The controversy flared up when former ET journalist Rohini Singh, who covered the UP elections extensively, deleted her Twitter account (she is now a contributor to The Wire) and Radio Mirchi discontinued its show ‘Mitron’.

Modi’s move left many surprised. The Times Group’s news channel, Times Now, had been noisily in favour of demonetisation.

Coverage and cover-ups

Yet the government’s control over news coverage is evident from how often media organisations censor themselves to keep the ruling party happy.

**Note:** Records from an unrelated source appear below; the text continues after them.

//! Git reference source abstraction
//!
//! This module provides a trait-based abstraction over reading the current
//! source-control reference, allowing for a real git2-backed implementation
//! and a mock implementation for testing.
//!
//! # Overview
//!
//! CI invocations pass the reference explicitly (or through `GITHUB_REF`),
//! so the checkout is only consulted as a fallback for local runs. The
//! primary abstraction is the [RefSource] trait:
//!
//! - [repository::Git2RefSource]: a real implementation using the `git2` crate
//! - [mock::MockRefSource]: a mock implementation for testing
//!
//! Most code should depend on the [RefSource] trait rather than concrete
//! implementations.

pub mod mock;
pub mod repository;

pub use mock::MockRefSource;
pub use repository::Git2RefSource;

use crate::error::Result;

/// Source of the current source-control reference
pub trait RefSource {
    /// Fully-qualified reference string describing the current checkout
    ///
    /// A tag pointing exactly at HEAD yields "refs/tags/<name>"; otherwise
    /// the current branch yields "refs/heads/<name>". A detached HEAD with
    /// no tag yields a string that classifies as an unknown reference.
    fn current_ref(&self) -> Result<String>;
}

In July 2017, a story published by the TOI’s Ahmedabad edition about an apparent increase of “300%” in BJP president Amit Shah’s assets over the past five years was removed from the newspaper’s website within hours of being published. No explanation was ever given by the newspaper for pulling the news item.

In a sign the Shah-Irani story was deleted in response to external ‘stimulus’ and not internal review, similar stories published by DNA’print edition and Outlook Hindi were also deleted from the respective websites.

At the time, The Wire also reported that TOI deleted tweets and Facebook posts alerting readers to another story involving Smriti Irani: ‘PIL accuses Smriti Irani of fraud in MPLAD funds’. Irani is believed to have objected to the story, which appeared on July 27, 2017.

In September 2017, the Times of India’s Jaipur edition published an article critical of the Centre’s Pradhan Mantri Fasal Bima Yojana. It was taken down from the newspaper’s website within hours.

Ironically, in May 2017, the websites of TOI and Economic Times pulled down a report on India’s low ranking on the World Press Freedom index.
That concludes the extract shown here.